After talking the climate talk at U.N. negotiations in Scotland, the Biden administration now tests whether a divided United States can walk the climate walk: push a massive investment for a new era of clean energy through the narrowest of margins in the Senate.
The House passed a roughly $2 trillion social policy and climate bill Friday, including $555 billion for cleaner energy, although the legislation is almost certain to be changed by the Senate. What ultimately emerges in the climate part of the bill will have a lasting impact on America and all its neighbors on Earth, and help determine whether the United States does its promised share to keep climate damage at a level not disastrously worse than it is now.
“The problem is that when you have these storms that are coming with such frequency, just as soon as you deal with one, you’re dealing with the next one,” said Houston Mayor Sylvester Turner, who has struggled with five federally declared disasters in his six years leading the global oil hub on Texas’ Gulf Coast.
Turner talked on the sidelines of the U.N. conference in Glasgow, where he was one of dozens of mayors pushing for investment in climate. After years of storm deaths in intensifying deluges and hurricanes from the tropics, Houston residents froze to death in record numbers in a wobbling polar vortex this year.
“And so for our vulnerable communities … where people are already on the margins, it keeps getting a little bit further down,” Turner said.
In the Senate, cost-cutting demands by Democratic Sen. Joe Manchin from the coal state of West Virginia and that chamber’s strict rules seem certain to force significant changes to the bill. That would prompt fresh disputes between party centrists and moderates that will likely take weeks to resolve.
If Biden’s package passes, its impact boosting clean energy sources and technologies will mean the U.S. likely will just miss, by 5%, Biden’s target of halving fossil fuel emissions by the end of this decade — more precisely and wonkily, of halving the amount of carbon dioxide that the U.S. is pumping out by 2030 compared with 2005 levels.
That’s according to modeling by researchers at Princeton University and elsewhere, climate scientist and energy analyst Zeke Hausfeather explained.
But if Biden’s bill fails in Congress, the United States likely will fall shy of its emission-cutting promise by much more, by 20%, the academic modeling shows.
Market forces making renewable energy ever cheaper would help carry the United States a lot of the way regardless, Hausfeather said.
But with that broken promise behind it, it would be harder for the U.S. “to convince countries like China and India to follow through on their climate commitments … if we are unable to follow through on our own promises,” noted Hausfeather, a director at the Breakthrough Institute research center.
The United States over time is the world’s biggest emitter of the coal, natural gas, and oil fumes that are altering the atmosphere and heating the Earth.
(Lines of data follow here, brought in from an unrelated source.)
/// Lookups in progress for one pipeline fingerprint.
#[derive(Debug)]
struct Building {
    /// Modules of the pipeline.
    modules: Vec<CompileFingerprint>,
    /// Number of lookups.
    lookups: usize,
}

/// Maps pipeline fingerprints to pipelines.
///
/// Builds are coalesced per fingerprint like modules are. Unlike modules, failed builds
/// are not remembered: the next request builds again.
///
/// Pipelines leaving the cache are never destroyed on the spot. They are queued and
/// destroyed by [`collect_garbage`](Self::collect_garbage) once no frame uses them.
#[derive(Debug)]
pub struct PipelineCache {
    /// Pipelines by fingerprint.
    slots: CoalescingMap<PipelineFingerprint, Arc<PipelineObject>, Arc<BuildError>>,
    /// Lookups in progress, so that invalidation can reach builds not finished yet.
    /// Entries go away with the last lookup.
    building: Mutex<FxHashMap<PipelineFingerprint, Building>>,
    /// Pipelines waiting for destruction.
    retired: RetireQueue,
    /// Maximum number of pipelines, unbounded if `None`.
    capacity: Option<usize>,
    /// Traffic counters.
    counters: Counters,
}

/// Unregisters a lookup from [`PipelineCache::building`] when dropped.
struct LookupGuard<'cache> {
    /// The cache.
    cache: &'cache PipelineCache,
    /// The pipeline looked up.
    fingerprint: PipelineFingerprint,
}

impl Drop for LookupGuard<'_> {
    #[inline]
    fn drop(&mut self) {
        let mut building = self.cache.building.lock();
        if let Some(entry) = building.get_mut(&self.fingerprint) {
            entry.lookups -= 1;
            if entry.lookups == 0 {
                building.remove(&self.fingerprint);
            }
        }
    }
}

impl Default for PipelineCache {
    #[inline]
    fn default() -> Self {
        Self::new()
    }
}
/// Output of [`IncludeGraph::flatten`].
struct Flattened {
    /// Flattened text.
    text: String,
    /// Line origins.
    line_map: LineMap,
    /// Emitted nodes, in order of first inclusion.
    order: Vec<usize>,
}

impl IncludeGraph {
    /// Returns the node at `index`.
    #[expect(clippy::indexing_slicing, reason = "indices are handed out by the graph itself")]
    fn node(&self, index: usize) -> &Node {
        &self.nodes[index]
    }

    /// Returns the node at `index`.
    #[expect(clippy::indexing_slicing, reason = "indices are handed out by the graph itself")]
    fn node_mut(&mut self, index: usize) -> &mut Node {
        &mut self.nodes[index]
    }

    /// Flattens the (acyclic) graph below `root`.
    fn flatten(&self, root: usize) -> Flattened {
        let mut out = Flattened {
            text: String::new(),
            line_map: LineMap {
                files: self.nodes.iter().map(|node| node.path.clone()).collect(),
                lines: Vec::new(),
            },
            order: Vec::new(),
        };
        let mut emitted = vec![false; self.nodes.len()];
        self.emit(root, &mut emitted, &mut out);
        out
    }

    /// Appends the node's text to `out`, substituting includes seen for the first time.
    fn emit(&self, index: usize, emitted: &mut [bool], out: &mut Flattened) {
        if let Some(flag) = emitted.get_mut(index) {
            *flag = true;
        }
        out.order.push(index);
        let node = self.node(index);
        push_marker(out, index, &node.path, 1);

        for (line, number) in node.file.text.lines().zip(1_u32..) {
            match node.edges.get(&number) {
                Some(&target) if !emitted.get(target).copied().unwrap_or(true) => {
                    self.emit(target, emitted, out);
                    push_marker(out, index, &node.path, number + 1);
                }
                // already included earlier: keep the line count, drop the text
                Some(_) => push_line(out, "", index, number),
                None => push_line(out, line, index, number),
            }
        }
    }
}

/// Appends a `#line` marker announcing that `line` of `path` follows.
fn push_marker(out: &mut Flattened, file: usize, path: &Path, line: u32) {
    let display = path.display().to_string().replace('\\', "/");
    let marker = format!("#line {line} \"{display}\"");
    push_line(out, &marker, file, line);
}

/// Appends one line of text with its origin.
fn push_line(out: &mut Flattened, text: &str, file: usize, line: u32) {
    out.text.push_str(text);
    out.text.push('\n');
    out.line_map.lines.push((file, line));
}

/// A place where a file is included.
#[derive(Debug, Clone, PartialEq, Eq)]
#[non_exhaustive]
pub struct IncludeSite {
    /// The including file.
    pub file: PathBuf,
    /// 1-based line of the directive.
    pub line: u32,
}

impl Display for IncludeSite {
    #[expect(
        clippy::min_ident_chars,
        reason = "It's a core library trait implementation"
    )]
    #[inline]
    fn fmt(&self, f: &mut fmt::Formatter<'_>) -> fmt::Result {
        write!(f, "{}:{}", self.file.display(), self.line)
    }
}
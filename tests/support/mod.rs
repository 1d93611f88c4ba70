//! Helpers shared by integration tests.
#![allow(dead_code)]

pub mod socket_guard;
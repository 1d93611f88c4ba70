//! Applies progress events from an acquisition to the record.

use tracing::{debug, warn};

use crate::download::{CancelToken, ProgressEvent, ProgressReceiver};
use crate::store::{DownloadPhase, DownloadStatus, Field, RecordStore, RecordUpdate};

/// Drains `events` into the store, in order, until every sender is dropped.
///
/// A record found cancelled (for example by another process) trips `cancel`
/// so the transfer stops at its next chunk boundary.
pub(super) async fn apply_progress_events(
    store: RecordStore,
    hash: String,
    mut events: ProgressReceiver,
    cancel: CancelToken,
) {
    while let Some(event) = events.recv().await {
        match store.apply_update(&hash, progress_update(&event)).await {
            Ok(record) if record.status() == DownloadStatus::Cancelled => {
                if !cancel.is_cancelled() {
                    debug!(hash = %hash, "record cancelled externally, stopping transfer");
                    cancel.cancel();
                }
            }
            Ok(_) => {}
            Err(error) => warn!(hash = %hash, error = %error, "failed to persist progress"),
        }
    }
}

/// Maps one event onto the record. The acquisition phase goes in its own
/// column; `speed` only ever holds a measured transfer rate.
fn progress_update(event: &ProgressEvent) -> RecordUpdate {
    match event {
        ProgressEvent::Bypassing { attempt } => {
            debug!(attempt, "fallback bypass attempt");
            RecordUpdate {
                phase: Field::Set(DownloadPhase::Bypassing),
                speed: Field::Clear,
                eta: Field::Clear,
                ..RecordUpdate::default()
            }
        }
        ProgressEvent::Countdown {
            remaining_seconds,
            total_seconds,
            started_at,
        } => RecordUpdate {
            phase: Field::Set(DownloadPhase::Countdown),
            speed: Field::Clear,
            eta: Field::Set(saturating_i64(*remaining_seconds)),
            countdown_seconds: Field::Set(saturating_i64(*total_seconds)),
            countdown_started_at: Field::Set(*started_at),
            ..RecordUpdate::default()
        },
        ProgressEvent::Downloading(progress) => RecordUpdate {
            downloaded_bytes: Some(saturating_i64(progress.downloaded_bytes)),
            size: progress
                .total_bytes
                .map_or(Field::Keep, |total| Field::Set(saturating_i64(total))),
            progress: Some(progress.progress),
            phase: Field::Set(DownloadPhase::Transferring),
            speed: Field::Set(progress.speed.clone()),
            eta: progress
                .eta
                .map_or(Field::Clear, |eta| Field::Set(saturating_i64(eta))),
            countdown_seconds: Field::Clear,
            countdown_started_at: Field::Clear,
            ..RecordUpdate::default()
        },
    }
}

fn saturating_i64(value: u64) -> i64 {
    i64::try_from(value).unwrap_or(i64::MAX)
}

#[cfg(test)]
#[allow(clippy::unwrap_used)]
mod tests {
    use super::*;
    use crate::db::Database;
    use crate::download::{TransferProgress, progress_channel};
    use crate::store::DownloadMetadata;

    const HASH: &str = "0123456789abcdef0123456789abcdef";

    async fn downloading_store() -> RecordStore {
        let store = RecordStore::new(Database::new_in_memory().await.unwrap());
        store
            .create(HASH, &DownloadMetadata::default())
            .await
            .unwrap();
        store.claim(HASH).await.unwrap().unwrap();
        store
    }

    fn bytes(downloaded: u64, progress: f64) -> ProgressEvent {
        ProgressEvent::Downloading(TransferProgress {
            downloaded_bytes: downloaded,
            total_bytes: Some(1000),
            progress,
            speed: "1.00 KB/s".to_string(),
            eta: Some(3),
        })
    }

    #[tokio::test]
    async fn test_progress_events_are_applied_in_order() {
        let store = downloading_store().await;
        let (tx, rx) = progress_channel();
        tx.send(bytes(100, 10.0)).unwrap();
        tx.send(bytes(500, 50.0)).unwrap();
        drop(tx);

        apply_progress_events(store.clone(), HASH.to_string(), rx, CancelToken::new()).await;

        let record = store.require(HASH).await.unwrap();
        assert_eq!(record.downloaded_bytes, 500);
        assert!((record.progress - 50.0).abs() < f64::EPSILON);
        assert_eq!(record.size, Some(1000));
        assert_eq!(record.eta, Some(3));
    }

    #[tokio::test]
    async fn test_countdown_event_persists_resume_state() {
        let store = downloading_store().await;
        let (tx, rx) = progress_channel();
        tx.send(ProgressEvent::Countdown {
            remaining_seconds: 25,
            total_seconds: 30,
            started_at: 1_700_000_000,
        })
        .unwrap();
        drop(tx);

        apply_progress_events(store.clone(), HASH.to_string(), rx, CancelToken::new()).await;

        let record = store.require(HASH).await.unwrap();
        assert_eq!(record.countdown_seconds, Some(30));
        assert_eq!(record.countdown_started_at, Some(1_700_000_000));
        assert_eq!(record.eta, Some(25));
        assert_eq!(record.phase(), Some(DownloadPhase::Countdown));
        assert!(record.speed.is_none());
    }

    #[tokio::test]
    async fn test_phase_follows_acquisition_and_speed_stays_a_rate() {
        let store = downloading_store().await;
        let (tx, rx) = progress_channel();
        tx.send(ProgressEvent::Bypassing { attempt: 2 }).unwrap();
        drop(tx);
        apply_progress_events(store.clone(), HASH.to_string(), rx, CancelToken::new()).await;

        let record = store.require(HASH).await.unwrap();
        assert_eq!(record.phase(), Some(DownloadPhase::Bypassing));
        assert!(record.speed.is_none());

        let (tx, rx) = progress_channel();
        tx.send(bytes(250, 25.0)).unwrap();
        drop(tx);
        apply_progress_events(store.clone(), HASH.to_string(), rx, CancelToken::new()).await;

        let record = store.require(HASH).await.unwrap();
        assert_eq!(record.phase(), Some(DownloadPhase::Transferring));
        assert_eq!(record.speed.as_deref(), Some("1.00 KB/s"));
    }

    #[tokio::test]
    async fn test_cancelled_record_trips_token() {
        let store = downloading_store().await;
        store
            .apply_update(HASH, RecordUpdate::status(DownloadStatus::Cancelled))
            .await
            .unwrap();
        let (tx, rx) = progress_channel();
        tx.send(bytes(100, 10.0)).unwrap();
        drop(tx);
        let cancel = CancelToken::new();

        apply_progress_events(store.clone(), HASH.to_string(), rx, cancel.clone()).await;

        assert!(cancel.is_cancelled());
        let record = store.require(HASH).await.unwrap();
        assert_eq!(record.downloaded_bytes, 0, "late progress never lands");
    }
}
China, with its dependence on coal-fired power plants, is the biggest emitter currently, and the U.S. No. 2. India, with its booming population and coal dependence, is poised to overtake both in coming decades.
At Glasgow, Bangladesh climate negotiator Quamrul Chowdhury fought, as he has for years, for the United States and other big polluters to make the fast, big cuts needed to keep his and other low-lying nations above water.
After decades of U.S. climate policies flipping with the political parties of incoming administrations, Chowdhury was eager for Congress to seal the deal.
“In your domestic legislation, if it is enshrined, that will help,” Chowdhury said. At climate conferences, leaders “make promises, make commitments, but those are not met. Promises are made, only to be broken.”
The sharpest U.S. climate swing of all was by the Trump administration. It pulled the U.S. out of the Paris climate accord, slowed offshore wind projects, promoted oil and gas exploration and drilling. It canceled Obama administration projects that had aimed to promote clean energy and discourage coal.
Scores of Republican lawmakers in Congress are stepping forward now to lay claim to a middle ground on climate, between Trump and Biden, whose falling popularity is raising doubts about continued Democratic power in Washington.
In a conservative caucus founded by Republican Rep. John Curtis of Utah, the Republicans say they know how to move voters off fossil fuels and argue for a climate policy that continues use of natural gas in particular.
They emphasize trees, as well as carbon capture technology that has yet to be developed to scale, to capture climate-damaging emissions.
“We know we must reduce emissions. Now let’s have a thoughtful conversation about how we go about it,” Curtis said in a panel with other U.S. lawmakers at Glasgow. “And that’s, that’s a new place, I think, for us.”
Depending on whether a next Republican administration, like Trump’s, actively opposes efforts to scale down fossil fuel use, another U.S. retreat on climate efforts might knock the nation a few more percentage points back further on meeting Biden’s emission-cutting goal, Featherhaus said.
But “I think the larger effect … would be from the lack of global leadership on the issue, and creating the (quite justified) impression that U.S. pledges are not to be trusted,” he said in an email.